PROPOSITION DE RÉSOLUTION
tendant à la création d’une commission d’enquête sur les circonstances entourant l’attentat du 8 mai 2002 à Karachi
et chargée de proposer des pistes d’amélioration de l’information et de la consultation de la Représentation nationale
sur les différents contrats d’armement impliquant la France,
(Renvoyée à la commission de la défense nationale et des forces armées, à défaut de constitution
d’une commission spéciale dans les délais prévus par les articles 30 et 31 du Règlement.)
présentée par Mesdames et Messieurs
Jean-Jacques CANDELIER, François ASENSI, Marie-George BUFFET, Patrice CARVALHO, Gaby CHARROUX, André CHASSAIGNE, Marc DOLEZ, Jacqueline FRAYSSE et Nicolas SANSU,
député-e-s.
EXPOSÉ DES MOTIFS
Mesdames, Messieurs,
En mai 2010, la commission de la défense nationale et des forces armées de l’Assemblée nationale avait décidé le dépôt, en vue de sa publication, du rapport d’information de la mission créée en son sein le 7 octobre 2009 chargée de faire la lumière sur les circonstances entourant l’attentat du 8 mai 2002 à Karachi.

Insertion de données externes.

//! Submission and receipt identifier generation.
//!
//! Identifiers are deterministic: the submitter name (non-alphanumeric
//! characters replaced with `_`) plus a UTC timestamp, with a per-receipt
//! index suffix. Uniqueness is best-effort only; two submissions with the
//! same name in the same second collide.

use chrono::{DateTime, Utc};

use crate::models::{ReceiptFile, ReceiptUpload};

/// Replace every character that is not ASCII-alphanumeric with `_`.
pub fn clean_name(name: &str) -> String {
    name.chars()
        .map(|c| if c.is_ascii_alphanumeric() { c } else { '_' })
        .collect()
}

/// Identifier for one submission: `<cleaned_name>_<YYYY-MM-DD_HH-MM-SS>` in UTC.
pub fn submission_id(submitter_name: &str, at: DateTime<Utc>) -> String {
    format!(
        "{}_{}",
        clean_name(submitter_name),
        at.format("%Y-%m-%d_%H-%M-%S")
    )
}

/// Pair each receipt with its identifier: `<submission_id>_<index>`.
pub fn assign_receipt_ids(
    receipts: Vec<ReceiptFile>,
    submitter_name: &str,
    at: DateTime<Utc>,
) -> Vec<ReceiptUpload> {
    let submission = submission_id(submitter_name, at);
    receipts
        .into_iter()
        .enumerate()
        .map(|(index, file)| ReceiptUpload {
            id: format!("{}_{}", submission, index),
            file,
        })
        .collect()
}

#[cfg(test)]
mod tests {
    use super::*;
    use bytes::Bytes;
    use chrono::TimeZone;

    fn receipt(name: &str) -> ReceiptFile {
        ReceiptFile {
            original_filename: name.to_string(),
            content_type: "image/png".to_string(),
            data: Bytes::from_static(b"png"),
        }
    }

    #[test]
    fn clean_name_replaces_non_alphanumerics() {
        assert_eq!(clean_name("Ada Lovelace"), "Ada_Lovelace");
        assert_eq!(clean_name("J. O'Neill-Smith"), "J___O_Neill_Smith");
        assert_eq!(clean_name("plain"), "plain");
    }

    #[test]
    fn submission_id_is_deterministic() {
        let at = Utc.with_ymd_and_hms(2024, 3, 1, 9, 5, 7).unwrap();
        let id = submission_id("Ada Lovelace", at);
        assert_eq!(id, "Ada_Lovelace_2024-03-01_09-05-07");
        assert_eq!(submission_id("Ada Lovelace", at), id);
    }

    #[test]
    fn receipt_ids_are_indexed() {
        let at = Utc.with_ymd_and_hms(2024, 3, 1, 9, 5, 7).unwrap();
        let uploads = assign_receipt_ids(
            vec![receipt("a.png"), receipt("b.png")],
            "Ada Lovelace",
            at,
        );
        assert_eq!(uploads.len(), 2);
        assert_eq!(uploads[0].id, "Ada_Lovelace_2024-03-01_09-05-07_0");
        assert_eq!(uploads[1].id, "Ada_Lovelace_2024-03-01_09-05-07_1");
        assert_eq!(uploads[1].file.original_filename, "b.png");
    }
}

Rappelons que l’attentat perpétré par un kamikaze avait blessé 12 personnes et tué 14 autres, dont 11 salariés français travaillant directement ou en sous-traitance pour la direction des chantiers navals (DCN) à la construction d’un sous-marin pour la marine pakistanaise.
Un contrat de construction et de vente de 3 sous-marins à propulsion classique avait été signé entre la DCN et le Pakistan le 21 septembre 1994. La DCN travaillait, au moment de l’attentat, à la construction du deuxième, sur place, au Pakistan.
L’attentat de Karachi avait touché des personnes qui travaillaient pour l’État (la DCN ayant été, jusqu’en 2001, une direction du ministère de la défense), qui contribuaient au rayonnement de l’industrie nationale de défense et qui avaient accepté une expatriation dans un environnement difficile.
Dans la lettre qu’il avait adressée aux membres de la mission d’information le 21 octobre 2009, le président de la commission de la défense nationale et des forces armées avait précisé son champ d’investigation. Celle-ci devait examiner :
– les conditions de négociation du contrat de vente des sous-marins (environnement géopolitique, motivations des gouvernements et de la DCN, aspects financiers) ;
– les conditions d’exécution du contrat : exécution financière et conditions de séjour et de sécurité des personnels de la DCN à Karachi.
Le champ de la mission était donc en adéquation totale avec les buts habituellement assignés aux missions d’information.
Il a été établi que le contrat de vente de sous-marins Agosta constituait une nouvelle étape de la coopération militaire entre la France et le Pakistan. L’objectif diplomatique que présentait ce contrat a été partagé par plusieurs gouvernements. Sa genèse remonte aux années 1991 et 1992. Les négociations se sont accélérées en 1993 et 1994, avec une signature intervenue le 21 septembre 1994. Comme tout contrat de ce type, il a impliqué les plus hautes autorités de l’État, en France comme au Pakistan.
On sait par ailleurs que l’exécution du contrat Agosta a engendré d’importantes pertes financières décrites dans des rapports du contrôle général des armées (CGA), de l’inspection générale des finances et de la Cour des comptes.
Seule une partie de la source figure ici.